Un centre d’immunodéficience en Outaouais

 Un centre d’immunodéficience en Outaouais

La journée mondiale contre le SIDA vise à démystifier le VIH et invite les gens à se faire dépister, mais rappelle aussi qu’il touche toute la population.

Bien que le virus de l’immunodéficience humaine (VIH) soit un mal incurable, la longévité des personnes atteintes s’est accrue avec le temps. En 2021, plusieurs vivent désormais leur soixantaine et relèvent les mêmes défis de l’âge que d’autres aînés.
L’infirmière clinicienne du Centre d’immunodéficience de l’Outaouais, Lucie Dufour, énonce les ressources disponibles dans la région.
« Dans les années 80, il y avait juste le traitement AZT et l’espérance de vie était de trois ans. Aujourd’hui, elle est quasi la même que pour le reste de la population. La trithérapie se fait en une pilule avec peu ou pas de complications. On est loin de la prise de 25 médicaments au quotidien. »
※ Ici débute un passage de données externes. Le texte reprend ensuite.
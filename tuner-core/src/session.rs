//! # Tuning Session Module
//!
//! A [`TunerSession`] owns everything that persists between frames: the
//! frequency history, the active tuning table and the tolerance. Each call to
//! [`TunerSession::process`] runs one estimation + match cycle.

use crate::config::TunerConfig;
use crate::error::Result;
use crate::gauge::GaugeReading;
use crate::pitch::{estimate_frequency, FrequencyHistory, Spectrum};
use crate::tuning::{find_closest_note, ClosestNote, Tuning, TuningStatus};

/// Everything the UI needs to render one frame.
#[derive(Debug, Clone, PartialEq)]
pub struct FrameReport {
    /// Peak-bin frequency of this frame alone.
    pub raw_frequency: f32,
    /// Moving average the note was matched against.
    pub smoothed_frequency: f32,
    /// Table that was active for this frame.
    pub tuning: Tuning,
    pub closest: Option<ClosestNote>,
    pub status: Option<TuningStatus>,
    pub gauge: Option<GaugeReading>,
}

impl FrameReport {
    /// Name of the matched note, if any.
    pub fn note_name(&self) -> Option<&'static str> {
        self.closest.map(|c| c.note_name)
    }

    /// User-facing status line; `None` when no note matched.
    pub fn status_message(&self) -> Option<String> {
        let closest = self.closest?;
        let message = match self.status? {
            TuningStatus::InTune => format!(
                "In tune! {} ({:.1} Hz)",
                closest.note_name, self.smoothed_frequency
            ),
            TuningStatus::Sharp => "Out of tune: too high".to_string(),
            TuningStatus::Flat => "Out of tune: too low".to_string(),
        };
        Some(message)
    }
}

#[derive(Debug, Clone)]
pub struct TunerSession {
    history: FrequencyHistory,
    tuning: Tuning,
    tolerance: f32,
}

impl Default for TunerSession {
    fn default() -> Self {
        Self::new(&TunerConfig::default())
    }
}

impl TunerSession {
    pub fn new(config: &TunerConfig) -> Self {
        Self {
            history: FrequencyHistory::with_capacity(config.history_capacity),
            tuning: config.tuning,
            tolerance: config.tolerance_hz,
        }
    }

    pub fn tuning(&self) -> Tuning {
        self.tuning
    }

    pub fn tolerance(&self) -> f32 {
        self.tolerance
    }

    pub fn history(&self) -> &FrequencyHistory {
        &self.history
    }

    /// Switches the active table. The frequency history is kept as is.
    pub fn select_tuning(&mut self, tuning: Tuning) {
        if tuning != self.tuning {
            log::info!("Tuning changed to {}", tuning);
        }
        self.tuning = tuning;
    }

    /// Runs one estimation + match cycle on a spectral snapshot.
    ///
    /// The raw peak frequency is pushed into the history, the history mean is
    /// matched against the active table and the deviation is classified with
    /// the session tolerance. The gauge reading uses the same tolerance.
    ///
    /// # Arguments
    /// * `spectrum` - Magnitude snapshot for this frame
    ///
    /// # Returns
    /// * `Ok(report)` - Frequencies, matched note, status and gauge reading
    /// * `Err(e)` - The snapshot was malformed; the history is unchanged
    pub fn process(&mut self, spectrum: &Spectrum) -> Result<FrameReport> {
        let estimate = estimate_frequency(&mut self.history, spectrum)?;
        let closest = find_closest_note(estimate.smoothed, self.tuning.table().notes);
        let status = closest.map(|c| c.status_with(self.tolerance));
        let gauge = closest.and_then(|c| {
            GaugeReading::new(estimate.smoothed, c.target_frequency, self.tolerance)
        });

        if closest.is_none() {
            log::warn!(
                "No reference pitch matched {:.2} Hz in {}",
                estimate.smoothed,
                self.tuning.id()
            );
        }

        Ok(FrameReport {
            raw_frequency: estimate.raw,
            smoothed_frequency: estimate.smoothed,
            tuning: self.tuning,
            closest,
            status,
            gauge,
        })
    }
}

#[cfg(test)]
mod tests {
    use super::*;
    use crate::gauge::GaugeColor;

    fn spectrum_with_peak(bin: usize) -> Spectrum {
        let mut magnitudes = vec![0.0; 2048];
        magnitudes[bin] = 255.0;
        Spectrum::new(magnitudes, 44_100)
    }

    #[test]
    fn messages_follow_status() {
        let mut report = FrameReport {
            raw_frequency: 261.63,
            smoothed_frequency: 261.63,
            tuning: Tuning::Standard,
            closest: find_closest_note(261.63, Tuning::Standard.table().notes),
            status: Some(TuningStatus::InTune),
            gauge: None,
        };
        assert_eq!(report.status_message().unwrap(), "In tune! C4 (261.6 Hz)");
        assert_eq!(report.note_name(), Some("C4"));

        report.status = Some(TuningStatus::Sharp);
        assert_eq!(report.status_message().unwrap(), "Out of tune: too high");
        report.status = Some(TuningStatus::Flat);
        assert_eq!(report.status_message().unwrap(), "Out of tune: too low");

        report.closest = None;
        assert_eq!(report.status_message(), None);
    }

    #[test]
    fn session_uses_configured_tolerance() {
        let config = TunerConfig { tolerance_hz: 2000.0, ..TunerConfig::default() };
        let mut session = TunerSession::new(&config);
        let report = session.process(&spectrum_with_peak(100)).unwrap();
        assert_eq!(report.status, Some(TuningStatus::InTune));
        assert_eq!(report.gauge.unwrap().color, GaugeColor::Green);
    }

    #[test]
    fn gauge_colour_agrees_with_status() {
        // 441 Hz peak (bin 10 of 1000 at 44.1 kHz): 1 Hz over A4 is sharp,
        // even though it is well under 1% of the target.
        let mut magnitudes = vec![0.0; 1000];
        magnitudes[10] = 255.0;
        let mut session = TunerSession::default();
        let report = session.process(&Spectrum::new(magnitudes, 44_100)).unwrap();

        let status = report.status.unwrap();
        assert_eq!(status, TuningStatus::Sharp);
        assert_eq!(report.gauge.unwrap().color, GaugeColor::from(status));
    }

    #[test]
    fn failed_frame_reports_error() {
        let mut session = TunerSession::default();
        assert!(session.process(&Spectrum::new(Vec::new(), 44_100)).is_err());
        assert!(session.history().is_empty());
    }
}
En effet, pour la plupart des personnes vivant avec le VIH, la thérapie antirétrovirale (TAR) réduit la quantité de ce virus dans le corps et conduit le système immunitaire à se rétablir partiellement.
« Depuis plusieurs années, on est capable de bien gérer l’accouchement, pour que le bébé naisse négatif, lorsque la mère est séropositive au VIH, ajoute-t-elle. Le dépistage est rendu obligatoire. Il fait partie du bilan initial de grossesse. Cela permet de prévenir ce qu’on appelle la transmission verticale, soit de la mère à son nouveau-né, qu’on parle d’hépatite C, de VIH ou n’importe quel virus. »
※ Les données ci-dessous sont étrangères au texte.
//! # Fast Fourier Transform (FFT) Module
//!
//! This module turns raw microphone frames into the byte-magnitude spectra the
//! frequency estimator consumes. It mirrors what a browser `AnalyserNode`
//! does for `getByteFrequencyData`.
//!
//! ## Features
//! - High-performance FFT using RustFFT, planned once per analyser
//! - DC offset removal and Blackman windowing
//! - Exponential smoothing of magnitudes between frames
//! - Decibel to byte (0-255) mapping

use rustfft::{num_complex::Complex, Fft, FftPlanner};
use std::sync::Arc;

use crate::config::TunerConfig;
use crate::error::{Result, TunerError};
use crate::pitch::Spectrum;

/// Removes the DC offset from a signal by making its average value zero.
fn remove_dc_offset(signal: &mut [f32]) {
    let len = signal.len();
    if len == 0 { return; }
    let avg = signal.iter().sum::<f32>() / len as f32;
    if avg.abs() > 1e-6 {
        for sample in signal.iter_mut() {
            *sample -= avg;
        }
    }
}

/// Applies a Blackman window (alpha = 0.16) to the buffer in place.
fn apply_blackman_window(buffer: &mut [f32]) {
    let n = buffer.len();
    if n < 2 { return; }
    let n_minus_1 = (n - 1) as f32;
    for (i, sample) in buffer.iter_mut().enumerate() {
        let phase = 2.0 * std::f32::consts::PI * i as f32 / n_minus_1;
        let multiplier = 0.42 - 0.5 * phase.cos() + 0.08 * (2.0 * phase).cos();
        *sample *= multiplier;
    }
}

/// Performs a forward FFT on a frame with a one-off plan.
///
/// The frame is DC-corrected and windowed first. Use [`SpectrumAnalyser`]
/// for repeated analysis at a fixed size.
pub fn perform_fft(signal: &[f32]) -> Vec<Complex<f32>> {
    let mut planner = FftPlanner::new();
    let fft = planner.plan_fft_forward(signal.len());
    transform(fft.as_ref(), signal)
}

fn transform(fft: &dyn Fft<f32>, signal: &[f32]) -> Vec<Complex<f32>> {
    let mut processed_signal = signal.to_vec();
    remove_dc_offset(&mut processed_signal);
    apply_blackman_window(&mut processed_signal);

    let mut buffer: Vec<Complex<f32>> = processed_signal
        .into_iter()
        .map(|sample| Complex { re: sample, im: 0.0 })
        .collect();

    fft.process(&mut buffer);
    buffer
}

/// Returns the normalised magnitudes of the first half of a complex spectrum.
///
/// Only bins below Nyquist are kept, each divided by the transform length.
pub fn spectrum_to_magnitudes(spectrum: &[Complex<f32>]) -> Vec<f32> {
    let n = spectrum.len().max(1) as f32;
    spectrum
        .iter()
        .take(spectrum.len() / 2)
        .map(|c| c.norm() / n) // .norm() is sqrt(re^2 + im^2)
        .collect()
}

/// Maps linear magnitudes onto bytes through a decibel window.
///
/// `min_db` maps to 0 and `max_db` to 255; values outside are clamped and
/// silent bins (magnitude 0) map to 0.
///
/// # Arguments
/// * `magnitudes` - Linear magnitude spectrum
/// * `min_db` - Level mapped to byte 0
/// * `max_db` - Level mapped to byte 255
///
/// # Returns
/// * `Vec<u8>` - One byte per bin, preserving the ordering of the magnitudes
pub fn magnitudes_to_bytes(magnitudes: &[f32], min_db: f32, max_db: f32) -> Vec<u8> {
    let range = max_db - min_db;
    magnitudes
        .iter()
        .map(|&magnitude| {
            let db = 20.0 * magnitude.log10();
            if !db.is_finite() || range <= 0.0 {
                return 0;
            }
            let scaled = 255.0 * (db - min_db) / range;
            scaled.clamp(0.0, 255.0) as u8
        })
        .collect()
}

/// Reusable analyser producing one [`Spectrum`] per audio frame.
pub struct SpectrumAnalyser {
    fft: Arc<dyn Fft<f32>>,
    fft_size: usize,
    smoothing: f32,
    min_decibels: f32,
    max_decibels: f32,
    smoothed: Vec<f32>,
}

impl SpectrumAnalyser {
    pub fn new(config: &TunerConfig) -> Self {
        let fft_size = config.fft_size.max(2);
        let fft = FftPlanner::new().plan_fft_forward(fft_size);
        Self {
            fft,
            fft_size,
            smoothing: config.smoothing.clamp(0.0, 1.0),
            min_decibels: config.min_decibels,
            max_decibels: config.max_decibels,
            smoothed: vec![0.0; fft_size / 2],
        }
    }

    pub fn fft_size(&self) -> usize {
        self.fft_size
    }

    /// Analyses one frame of exactly `fft_size` samples.
    ///
    /// The frame goes through DC removal, windowing and the FFT. Its
    /// magnitudes are blended into the running smoothed spectrum, and that
    /// spectrum is mapped onto bytes.
    ///
    /// # Arguments
    /// * `frame` - Raw audio samples
    /// * `sample_rate` - Sample rate in Hz the frame was captured at
    ///
    /// # Returns
    /// * `Ok(spectrum)` - `fft_size / 2` byte-valued bins
    /// * `Err(e)` - The frame length does not match `fft_size`
    pub fn analyse(&mut self, frame: &[f32], sample_rate: u32) -> Result<Spectrum> {
        if frame.len() != self.fft_size {
            return Err(TunerError::FrameSizeMismatch {
                expected: self.fft_size,
                actual: frame.len(),
            });
        }

        let complex_spectrum = transform(self.fft.as_ref(), frame);
        let magnitudes = spectrum_to_magnitudes(&complex_spectrum);

        let tau = self.smoothing;
        for (previous, current) in self.smoothed.iter_mut().zip(magnitudes) {
            let next = tau * *previous + (1.0 - tau) * current;
            *previous = if next.is_finite() { next } else { 0.0 };
        }

        let bytes = magnitudes_to_bytes(&self.smoothed, self.min_decibels, self.max_decibels);
        Ok(Spectrum::from_bytes(&bytes, sample_rate))
    }
}

#[cfg(test)]
mod tests {
    use super::*;
    use crate::pitch::peak_bin;

    fn sine(bin: usize, fft_size: usize, amplitude: f32) -> Vec<f32> {
        (0..fft_size)
            .map(|i| {
                let phase = 2.0 * std::f32::consts::PI * bin as f32 * i as f32 / fft_size as f32;
                amplitude * phase.sin()
            })
            .collect()
    }

    #[test]
    fn fft_peak_lands_on_tone_bin() {
        let spectrum = perform_fft(&sine(64, 1024, 0.5));
        let magnitudes = spectrum_to_magnitudes(&spectrum);
        assert_eq!(magnitudes.len(), 512);
        assert_eq!(peak_bin(&magnitudes), Some(64));
    }

    #[test]
    fn byte_mapping_clamps_to_window() {
        let bytes = magnitudes_to_bytes(&[0.0, 1e-6, 1e-3, 1.0], -100.0, -30.0);
        assert_eq!(bytes[0], 0);
        assert_eq!(bytes[1], 0); // -120 dB
        assert_eq!(bytes[2], 145); // -60 dB
        assert_eq!(bytes[3], 255); // 0 dB
    }

    #[test]
    fn analyser_rejects_wrong_frame_size() {
        let mut analyser = SpectrumAnalyser::new(&TunerConfig::default());
        assert!(matches!(
            analyser.analyse(&[0.0; 100], 44_100),
            Err(TunerError::FrameSizeMismatch { expected: 2048, actual: 100 })
        ));
    }

    #[test]
    fn analyser_spectrum_peaks_at_tone() {
        let config = TunerConfig { smoothing: 0.0, ..TunerConfig::default() };
        let mut analyser = SpectrumAnalyser::new(&config);
        // Quiet enough that neighbouring bins stay below the clamp at 255.
        let spectrum = analyser.analyse(&sine(20, 2048, 0.01), 44_100).unwrap();
        assert_eq!(spectrum.bin_count(), 1024);
        assert_eq!(peak_bin(spectrum.magnitudes()), Some(20));
    }

    #[test]
    fn silence_maps_to_all_zero_bytes() {
        let mut analyser = SpectrumAnalyser::new(&TunerConfig::default());
        let spectrum = analyser.analyse(&[0.0; 2048], 44_100).unwrap();
        assert!(spectrum.magnitudes().iter().all(|&m| m == 0.0));
    }
}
Cependant, même si les avancées de la science ont accru la qualité de vie des patients traités et limitent les risques, il est encore possible de la transmettre, en l’absence
d’un dépistage.
Le Centre d’immunodéficience de l’Outaouais offre d’ailleurs ce service parmi d’autres ressources aux personnes séropositives et immunodéficientes. La clinique ambulatoire fait le suivi des gens séropositifs ainsi que des femmes enceintes qui craignent d’avoir contracté le VIH.
Le centre offre ainsi la prophylaxie post-exposition (PPE) en fonction du contexte de transmission. Dans le cadre de leur travail, les professionnels qui manipulent des aiguilles peuvent se piquer accidentellement en exercice. Il est aussi possible d’être en contact avec d’autres fluides biologiques, comme le sang ou la salive.
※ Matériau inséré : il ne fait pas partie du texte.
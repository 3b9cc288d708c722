//! # Frame Driver Module
//!
//! The tuning loop, made explicit. A [`TunerDriver`] pulls one spectrum from a
//! [`SpectrumSource`], runs it through its [`TunerSession`], hands the report
//! to a [`FrameSink`] and then waits on its [`Clock`] before the next cycle.
//! Cycles never overlap.
//!
//! Sources, clocks and sinks are traits so tests can drive the loop with
//! synthetic frames and no real time passing.

use crossbeam_channel::{Receiver, RecvError, TryRecvError};
use std::thread;
use std::time::{Duration, Instant};

use crate::config::TunerConfig;
use crate::error::Result;
use crate::fft::SpectrumAnalyser;
use crate::pitch::Spectrum;
use crate::session::{FrameReport, TunerSession};
use crate::tuning::Tuning;

/// Paces the loop between cycles.
pub trait Clock {
    /// Blocks until the next cycle may start.
    fn wait_for_next_frame(&mut self);
}

/// Yields spectral snapshots, one per cycle.
pub trait SpectrumSource {
    /// `None` means the source is exhausted and the loop should stop.
    fn next_spectrum(&mut self) -> Option<Spectrum>;
}

/// Receives the result of every successful cycle.
pub trait FrameSink {
    fn on_frame(&mut self, report: &FrameReport);
}

impl<F: FnMut(&FrameReport)> FrameSink for F {
    fn on_frame(&mut self, report: &FrameReport) {
        self(report)
    }
}

/// Fixed-rate clock, roughly an animation-frame callback.
///
/// Sleeps only for what is left of the interval since the previous tick.
#[derive(Debug)]
pub struct IntervalClock {
    interval: Duration,
    last_tick: Option<Instant>,
}

impl IntervalClock {
    pub fn new(interval: Duration) -> Self {
        Self { interval, last_tick: None }
    }
}

impl Clock for IntervalClock {
    fn wait_for_next_frame(&mut self) {
        if let Some(last) = self.last_tick {
            let elapsed = last.elapsed();
            if elapsed < self.interval {
                thread::sleep(self.interval - elapsed);
            }
        }
        self.last_tick = Some(Instant::now());
    }
}

/// Replays a fixed sequence of spectra.
pub struct ReplaySource<I> {
    frames: I,
}

impl<I: Iterator<Item = Spectrum>> ReplaySource<I> {
    pub fn new(frames: impl IntoIterator<IntoIter = I>) -> Self {
        Self { frames: frames.into_iter() }
    }
}

impl<I: Iterator<Item = Spectrum>> SpectrumSource for ReplaySource<I> {
    fn next_spectrum(&mut self) -> Option<Spectrum> {
        self.frames.next()
    }
}

/// Turns raw audio frames from a capture channel into spectra.
///
/// Frames that fail analysis are logged and skipped. The source is exhausted
/// once every sender has been dropped.
pub struct AudioFrameSource {
    receiver: Receiver<Vec<f32>>,
    analyser: SpectrumAnalyser,
    sample_rate: u32,
}

impl AudioFrameSource {
    pub fn new(receiver: Receiver<Vec<f32>>, sample_rate: u32, config: &TunerConfig) -> Self {
        Self { receiver, analyser: SpectrumAnalyser::new(config), sample_rate }
    }
}

impl SpectrumSource for AudioFrameSource {
    fn next_spectrum(&mut self) -> Option<Spectrum> {
        loop {
            let mut frame = match self.receiver.recv() {
                Ok(frame) => frame,
                Err(RecvError) => {
                    log::info!("Audio frame channel closed");
                    return None;
                }
            };
            // Only the newest frame matters if the loop fell behind.
            while let Ok(newer) = self.receiver.try_recv() {
                frame = newer;
            }
            match self.analyser.analyse(&frame, self.sample_rate) {
                Ok(spectrum) => return Some(spectrum),
                Err(e) => log::warn!("Skipping audio frame: {}", e),
            }
        }
    }
}

/// Requests accepted by a running driver between cycles.
#[derive(Debug, Clone, Copy, PartialEq)]
pub enum DriverCommand {
    SelectTuning(Tuning),
    Shutdown,
}

pub struct TunerDriver<S, C> {
    session: TunerSession,
    source: S,
    clock: C,
    commands: Option<Receiver<DriverCommand>>,
}

impl<S: SpectrumSource, C: Clock> TunerDriver<S, C> {
    pub fn new(session: TunerSession, source: S, clock: C) -> Self {
        Self { session, source, clock, commands: None }
    }

    /// Attaches a command channel, polled before every cycle.
    pub fn with_commands(mut self, commands: Receiver<DriverCommand>) -> Self {
        self.commands = Some(commands);
        self
    }

    pub fn session(&self) -> &TunerSession {
        &self.session
    }

    pub fn session_mut(&mut self) -> &mut TunerSession {
        &mut self.session
    }

    /// Runs a single cycle without consulting the clock or the command channel.
    ///
    /// # Returns
    /// * `None` - The source is exhausted
    /// * `Some(Ok(report))` - The frame was estimated and matched
    /// * `Some(Err(e))` - The frame was malformed and skipped by the session
    pub fn step(&mut self) -> Option<Result<FrameReport>> {
        let spectrum = self.source.next_spectrum()?;
        Some(self.session.process(&spectrum))
    }

    /// Applies pending commands. Returns `false` once shutdown was requested.
    fn apply_commands(&mut self) -> bool {
        let Some(commands) = &self.commands else {
            return true;
        };
        loop {
            match commands.try_recv() {
                Ok(DriverCommand::SelectTuning(tuning)) => self.session.select_tuning(tuning),
                Ok(DriverCommand::Shutdown) => return false,
                Err(TryRecvError::Empty) => return true,
                Err(TryRecvError::Disconnected) => {
                    log::debug!("Command channel closed, continuing without commands");
                    self.commands = None;
                    return true;
                }
            }
        }
    }

    /// Runs cycles until the source is exhausted or shutdown is requested.
    ///
    /// Pending commands are applied before each cycle and the clock is waited
    /// on after it, so a tuning change takes effect on the next frame. Failed
    /// frames are logged and skipped.
    ///
    /// # Arguments
    /// * `sink` - Receives every successful report, in frame order
    ///
    /// # Returns
    /// * Number of frames delivered to the sink
    pub fn run<K: FrameSink>(&mut self, sink: &mut K) -> usize {
        log::info!("Tuning loop started ({})", self.session.tuning());
        let mut delivered = 0;
        while self.apply_commands() {
            match self.step() {
                None => break,
                Some(Ok(report)) => {
                    log::debug!(
                        "{:.2} Hz -> {:?} ({:?})",
                        report.smoothed_frequency,
                        report.note_name(),
                        report.status
                    );
                    sink.on_frame(&report);
                    delivered += 1;
                }
                Some(Err(e)) => log::warn!("Frame skipped: {}", e),
            }
            self.clock.wait_for_next_frame();
        }
        log::info!("Tuning loop stopped after {} frames", delivered);
        delivered
    }
}

#[cfg(test)]
mod tests {
    use super::*;
    use crossbeam_channel::unbounded;

    #[derive(Default)]
    struct CountingClock {
        ticks: usize,
    }

    impl Clock for CountingClock {
        fn wait_for_next_frame(&mut self) {
            self.ticks += 1;
        }
    }

    fn peak(bin: usize) -> Spectrum {
        let mut magnitudes = vec![0.0; 1024];
        magnitudes[bin] = 200.0;
        Spectrum::new(magnitudes, 44_100)
    }

    #[test]
    fn malformed_frames_are_skipped_not_fatal() {
        let frames = vec![peak(10), Spectrum::new(Vec::new(), 44_100), peak(10)];
        let mut driver = TunerDriver::new(
            TunerSession::default(),
            ReplaySource::new(frames),
            CountingClock::default(),
        );
        let mut seen = 0;
        let delivered = driver.run(&mut |_: &FrameReport| seen += 1);
        assert_eq!(delivered, 2);
        assert_eq!(seen, 2);
        assert_eq!(driver.clock.ticks, 3);
        assert_eq!(driver.session().history().len(), 2);
    }

    #[test]
    fn shutdown_command_stops_before_next_cycle() {
        let (tx, rx) = unbounded();
        tx.send(DriverCommand::Shutdown).unwrap();
        let mut driver = TunerDriver::new(
            TunerSession::default(),
            ReplaySource::new(vec![peak(10)]),
            CountingClock::default(),
        )
        .with_commands(rx);
        assert_eq!(driver.run(&mut |_: &FrameReport| {}), 0);
    }

    #[test]
    fn select_tuning_command_applies_from_next_frame() {
        let (tx, rx) = unbounded();
        let frames = vec![peak(10), peak(10), peak(10), peak(10)];
        let mut driver = TunerDriver::new(
            TunerSession::default(),
            ReplaySource::new(frames),
            CountingClock::default(),
        )
        .with_commands(rx);

        let mut seen = Vec::new();
        let delivered = driver.run(&mut |report: &FrameReport| {
            if seen.len() == 1 {
                tx.send(DriverCommand::SelectTuning(Tuning::DTuning)).unwrap();
            }
            seen.push(report.tuning);
        });

        assert_eq!(delivered, 4);
        assert_eq!(
            seen,
            vec![Tuning::Standard, Tuning::Standard, Tuning::DTuning, Tuning::DTuning]
        );
        assert_eq!(driver.session().tuning(), Tuning::DTuning);
        assert_eq!(driver.session().history().len(), 4);
    }

    #[test]
    fn audio_source_ends_when_capture_hangs_up() {
        let (tx, rx) = unbounded();
        tx.send(vec![0.0; 2048]).unwrap();
        tx.send(vec![0.0; 7]).unwrap();
        drop(tx);
        let mut source = AudioFrameSource::new(rx, 44_100, &TunerConfig::default());
        // Both frames were queued; only the newest is analysed, and it is malformed.
        assert_eq!(source.next_spectrum(), None);
    }

    #[test]
    fn interval_clock_waits_for_remaining_time() {
        let mut clock = IntervalClock::new(Duration::from_millis(20));
        let start = Instant::now();
        clock.wait_for_next_frame();
        clock.wait_for_next_frame();
        assert!(start.elapsed() >= Duration::from_millis(20));
    }
}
Plusieurs métiers s’avèrent alors concernés par cette éventualité. C’est notamment le cas des infirmières, tout comme le personnel carcéral, des thérapeutes, le corps professoral ou les préposés aux bénéficiaires.
« C’est pour prévenir la transmission du VIH, explique la clinicienne. La PPE professionnelle est un médicament administré s’il y a lieu, après une exposition à des fluides biologiques, pour une durée maximale de 28 jours. »
Il existe aussi la PPE sexuelle, lorsqu’une personne a une relation et qu’elle est informée, après coup, que son partenaire était séropositif, à risque ou porteur. La personne inquiète se présente par conséquent à l’urgence. Après son évaluation puis sa prise en charge, elle sera ensuite dirigée dans les sept jours au Centre d’immunodéficience de l’Outaouais en vue d’un traitement.
« La prophylaxie préexposition (PrEP) est un outil de plus pour se protéger du VIH, en plus du préservatif, » souligne-t-elle.